Stored data entries:
---+---

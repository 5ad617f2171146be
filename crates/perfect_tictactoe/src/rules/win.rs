//! Win detection logic for tic-tac-toe.
//!
//! A line is a full row, a full column, or one of the two main diagonals.
//! It is complete when all of its squares hold the same player.

use crate::board::Board;
use crate::types::{Cell, Player, Square};

/// Checks if there is a winner on the board.
///
/// Scans rows, then columns, then the main diagonal, then the anti-diagonal,
/// and returns the holder of the first complete line found.
pub fn check_winner(board: &Board) -> Option<Player> {
    let n = board.size();
    let squares = board.squares();

    for row in 0..n {
        if let Some(player) = line_owner(squares, (0..n).map(|col| row * n + col)) {
            return Some(player);
        }
    }

    for col in 0..n {
        if let Some(player) = line_owner(squares, (0..n).map(|row| row * n + col)) {
            return Some(player);
        }
    }

    if let Some(player) = line_owner(squares, (0..n).map(|i| i * n + i)) {
        return Some(player);
    }

    line_owner(squares, (0..n).map(|i| i * n + (n - 1 - i)))
}

/// Checks whether the mark at `cell` completes a line through that cell.
///
/// Only the cell's row, its column, and whichever diagonals pass through it
/// are inspected. An empty or off-board cell never completes a line.
pub fn completes_line(board: &Board, cell: Cell) -> bool {
    let player = match board.get(cell) {
        Some(Square::Occupied(player)) => player,
        _ => return false,
    };
    let n = board.size();
    let squares = board.squares();

    held(squares, player, (0..n).map(|col| cell.row * n + col))
        || held(squares, player, (0..n).map(|row| row * n + cell.col))
        || (cell.row == cell.col && held(squares, player, (0..n).map(|i| i * n + i)))
        || (cell.row + cell.col == n - 1
            && held(squares, player, (0..n).map(|i| i * n + (n - 1 - i))))
}

/// Returns true if `player` holds every square of the line.
fn held(squares: &[Square], player: Player, mut line: impl Iterator<Item = usize>) -> bool {
    line.all(|i| squares[i] == Square::Occupied(player))
}

/// Returns the player holding every square of the line, if any.
fn line_owner(squares: &[Square], mut line: impl Iterator<Item = usize>) -> Option<Player> {
    let first = squares[line.next()?].player()?;
    line.all(|i| squares[i] == Square::Occupied(first))
        .then_some(first)
}
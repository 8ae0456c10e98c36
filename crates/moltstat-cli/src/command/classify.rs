use std::path::PathBuf;

use clap::Args;
use moltstat_analysis::classify::{Classification, ClassifierConfig};

use super::analyze::MatchModeArg;
use crate::util::{self, truncate_chars};

const TITLE_WIDTH: usize = 50;

#[derive(Debug, Clone, Args)]
pub(crate) struct ClassifyArg {
    /// Classify every post in this dump file instead of the given titles
    #[arg(long, conflicts_with = "titles")]
    pub file: Option<PathBuf>,

    /// Keyword matching mode
    #[arg(long, value_enum, default_value = "substring")]
    pub match_mode: MatchModeArg,

    /// Titles to classify
    #[arg(required_unless_present = "file")]
    pub titles: Vec<String>,
}

pub(crate) fn run(arg: &ClassifyArg) -> anyhow::Result<()> {
    let config = ClassifierConfig {
        match_mode: arg.match_mode.into(),
        ..ClassifierConfig::default()
    };

    let posts = match &arg.file {
        Some(path) => util::load_post_store(std::slice::from_ref(path))?
            .normalized()
            .into_iter()
            .map(|post| (post.title, post.body))
            .collect::<Vec<_>>(),
        None => arg
            .titles
            .iter()
            .map(|title| (title.clone(), String::new()))
            .collect(),
    };

    println!(
        "  {:<width$} {:>10} {:>10} {:>7} {:>5}",
        "Title",
        "Knowledge",
        "Discourse",
        "Length",
        "Spam",
        width = TITLE_WIDTH
    );
    println!("  {}", "-".repeat(TITLE_WIDTH + 36));
    for (title, body) in &posts {
        let class = Classification::of(title, body, &config);
        println!(
            "  {:<width$} {:>10} {:>10} {:>7} {:>5}",
            truncate_chars(title, TITLE_WIDTH),
            class.knowledge.key(),
            class.discourse.key(),
            class.length.key(),
            if class.is_spam { "yes" } else { "no" },
            width = TITLE_WIDTH
        );
    }
    Ok(())
}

---+---

_WHAT IS EXPECTED_
The count alone is wanted: how many lines above hold the string "main"?

_RESULT FOR THIS EXERCISE_
2